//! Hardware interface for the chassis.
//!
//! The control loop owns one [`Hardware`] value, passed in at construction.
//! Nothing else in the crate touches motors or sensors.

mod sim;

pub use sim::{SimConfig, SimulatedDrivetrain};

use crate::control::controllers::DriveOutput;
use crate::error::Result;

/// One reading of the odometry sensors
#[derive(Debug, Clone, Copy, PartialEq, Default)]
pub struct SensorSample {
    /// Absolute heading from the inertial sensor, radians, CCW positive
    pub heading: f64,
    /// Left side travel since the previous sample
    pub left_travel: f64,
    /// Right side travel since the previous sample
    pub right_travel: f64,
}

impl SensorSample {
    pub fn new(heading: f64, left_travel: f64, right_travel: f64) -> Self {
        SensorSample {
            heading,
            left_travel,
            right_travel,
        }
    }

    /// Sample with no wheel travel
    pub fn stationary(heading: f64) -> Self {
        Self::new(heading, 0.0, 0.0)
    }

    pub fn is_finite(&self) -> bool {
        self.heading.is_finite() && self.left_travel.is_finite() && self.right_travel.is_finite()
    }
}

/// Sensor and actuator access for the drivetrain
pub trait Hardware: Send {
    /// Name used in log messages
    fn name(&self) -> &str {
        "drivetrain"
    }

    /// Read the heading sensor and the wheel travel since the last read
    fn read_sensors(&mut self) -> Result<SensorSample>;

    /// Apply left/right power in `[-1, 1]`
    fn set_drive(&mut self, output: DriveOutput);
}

-------------------------

Problem statement ->
The reply should consist only of the line containing "pub fn new(heading: f64, left_travel: f64, right_travel: f64)" and all lines after it in the listing above, reproduced exactly.

Problem solution ->
    pub fn new(heading: f64, left_travel: f64, right_travel: f64) -> Self {
        SensorSample {
            heading,
            left_travel,
            right_travel,
        }
    }

    /// Sample with no wheel travel
    pub fn stationary(heading: f64) -> Self {
        Self::new(heading, 0.0, 0.0)
    }

    pub fn is_finite(&self) -> bool {
        self.heading.is_finite() && self.left_travel.is_finite() && self.right_travel.is_finite()
    }
}

/// Sensor and actuator access for the drivetrain
pub trait Hardware: Send {
    /// Name used in log messages
    fn name(&self) -> &str {
        "drivetrain"
    }

    /// Read the heading sensor and the wheel travel since the last read
    fn read_sensors(&mut self) -> Result<SensorSample>;

    /// Apply left/right power in `[-1, 1]`
    fn set_drive(&mut self, output: DriveOutput);
}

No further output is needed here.